Tenon (Tome 2p. 134-154).


LIVRE QUATORZIÈME.

La Mésalliance.


Adon était allé rejoindre sa mère ; il s’était jeté dans ses bras, et, tombant à ses genoux ; lui avait fait le récit de son pèlerinage, puis de son étrange et aventureuse métamorphose. Après avoir obtenu le pardon de Dieu, il n’avait pas douté un moment d’obtenir celui d’une mère aussi tendre.

Aliénor fut d’abord stupéfaite ; elle croisa ses mains, leva les yeux au ciel, et ne pouvait revenir de sa douloureuse surprise ; puis, voyant le pauvre Adon interdit et fondant en larmes, elle le reçut dans ses bras et pleura avec lui. « Ce que Dieu a voulu, » dit-elle, « les hommes n’ont pu l’empêcher. »

Après un tendre entretien dont les momens étaient comptés, Adon reçut ses bénédictions et ses adieux.

Il revint à Bompas revêtu de son armure, suivi d’un seul varlet chargé du soin de son bagage, et trouva Cécile auprès d’Ermessinde. Elles pleuraient. « Ô ma mère ! » dit-il en se prosternant aux pieds d’Ermessinde, « Dieu me l’a accordée ; mais je veux la devoir à vous-même. Un vœu solennel me tient séparé d’elle pendant six mois ; après ce terme, c’est de vos mains que je recevrai mon épouse. » — Puis se relevant, il dit à Cécile : « Je te possède, Cécile, mais il me reste à te mériter. Que ta pensée me suive dans les combats, elle me guidera toujours aux sentiers de l’honneur. »

Ensuite il s’arracha de leurs bras et se dirigea vers Mercus où la troupe de Cyrille l’attendait. Elle se mit en marche et arriva sous les murs de Foix à l’entrée de la nuit. Cyrille et Adon demandèrent à être présentés au comte. On les introduisit au château.

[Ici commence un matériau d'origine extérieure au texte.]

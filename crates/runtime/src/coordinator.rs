//! Arena match rules: scoring, respawn scheduling, and the win condition.

use std::collections::BTreeMap;
use std::sync::{Mutex, MutexGuard, PoisonError};

use game_core::{EntityId, GameConfig, KillReport, MatchCoordinator};
use tracing::{debug, info};

/// Kills and deaths per entity.
#[derive(Clone, Debug, Default, PartialEq, Eq)]
pub struct ScoreBoard {
    kills: BTreeMap<EntityId, u32>,
    deaths: BTreeMap<EntityId, u32>,
}

impl ScoreBoard {
    pub fn kills_of(&self, entity: EntityId) -> u32 {
        self.kills.get(&entity).copied().unwrap_or(0)
    }

    pub fn deaths_of(&self, entity: EntityId) -> u32 {
        self.deaths.get(&entity).copied().unwrap_or(0)
    }

    /// Entity with the most kills; ties go to the lowest id.
    pub fn leader(&self) -> Option<(EntityId, u32)> {
        self.kills
            .iter()
            .map(|(&entity, &kills)| (entity, kills))
            .fold(None, |best, (entity, kills)| match best {
                Some((_, top)) if top >= kills => best,
                _ => Some((entity, kills)),
            })
    }

    fn record(&mut self, report: &KillReport) -> Option<u32> {
        *self.deaths.entry(report.victim).or_default() += 1;

        let killer = report.killer.filter(|&killer| killer != report.victim)?;
        let kills = self.kills.entry(killer).or_default();
        *kills += 1;
        Some(*kills)
    }
}

/// Match rules applied by [`ArenaCoordinator`].
#[derive(Clone, Copy, Debug, PartialEq)]
pub struct ArenaRules {
    pub respawn_enabled: bool,
    /// Seconds between death and respawn.
    pub respawn_delay: f32,
    /// Kills that end the match; 0 disables the limit.
    pub score_limit: u32,
}

impl From<&GameConfig> for ArenaRules {
    fn from(config: &GameConfig) -> Self {
        Self {
            respawn_enabled: config.respawn_enabled,
            respawn_delay: config.respawn_delay.max(0.0),
            score_limit: config.score_limit,
        }
    }
}

#[derive(Debug)]
struct PendingRespawn {
    entity: EntityId,
    remaining: f32,
}

#[derive(Debug, Default)]
struct ArenaState {
    board: ScoreBoard,
    unreported: Vec<KillReport>,
    respawns: Vec<PendingRespawn>,
    winner: Option<(EntityId, u32)>,
}

/// Free-for-all deathmatch coordinator.
///
/// Receives kill notifications from character ledgers during a step. The
/// simulation then drains the recorded kills and due respawns.
#[derive(Debug)]
pub struct ArenaCoordinator {
    rules: ArenaRules,
    state: Mutex<ArenaState>,
}

impl ArenaCoordinator {
    pub fn new(rules: ArenaRules) -> Self {
        Self {
            rules,
            state: Mutex::new(ArenaState::default()),
        }
    }

    pub fn rules(&self) -> ArenaRules {
        self.rules
    }

    fn state(&self) -> MutexGuard<'_, ArenaState> {
        self.state.lock().unwrap_or_else(PoisonError::into_inner)
    }

    /// Kills recorded since the last call, in notification order.
    pub fn take_kills(&self) -> Vec<KillReport> {
        std::mem::take(&mut self.state().unreported)
    }

    /// Counts down pending respawns and returns the entities now due.
    pub fn tick_respawns(&self, dt: f32) -> Vec<EntityId> {
        let mut state = self.state();
        let mut due = Vec::new();
        state.respawns.retain_mut(|pending| {
            pending.remaining -= dt;
            if pending.remaining <= 0.0 {
                due.push(pending.entity);
                false
            } else {
                true
            }
        });
        due
    }

    pub fn pending_respawns(&self) -> usize {
        self.state().respawns.len()
    }

    /// Drops a scheduled respawn (e.g. the entity was despawned).
    pub fn cancel_respawn(&self, entity: EntityId) {
        self.state().respawns.retain(|pending| pending.entity != entity);
    }

    /// The winner and their kill count, once the score limit was reached.
    pub fn winner(&self) -> Option<(EntityId, u32)> {
        self.state().winner
    }

    pub fn is_over(&self) -> bool {
        self.winner().is_some()
    }

    pub fn scores(&self) -> ScoreBoard {
        self.state().board.clone()
    }
}

impl MatchCoordinator for ArenaCoordinator {
    fn on_entity_killed(&self, report: &KillReport) {
        let mut state = self.state();
        let killer_score = state.board.record(report);
        state.unreported.push(*report);

        if state.winner.is_none()
            && let (Some(killer), Some(kills)) = (report.killer, killer_score)
            && self.rules.score_limit > 0
            && kills >= self.rules.score_limit
        {
            info!(winner = %killer, kills, "score limit reached");
            state.winner = Some((killer, kills));
        }

        if self.rules.respawn_enabled && state.winner.is_none() {
            debug!(
                entity = %report.victim,
                delay = self.rules.respawn_delay,
                "respawn scheduled"
            );
            state.respawns.push(PendingRespawn {
                entity: report.victim,
                remaining: self.rules.respawn_delay,
            });
        }
    }
}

« Prince, » lui dit Adon, « je suis le fils de votre fidèle Raimbaud de Montaillou ; je pensais arriver seul auprès de vous, mais la Providence a voulu que mon secours fut plus efficace. Une troupe de zélateurs de la foi était entrée dans votre territoire pour y poursuivre les ennemis de Dieu ; elle vient avec moi pour accomplir son but, en obéissant à vos ordres. Voici son chef, c’est Cyrille Jourdain. »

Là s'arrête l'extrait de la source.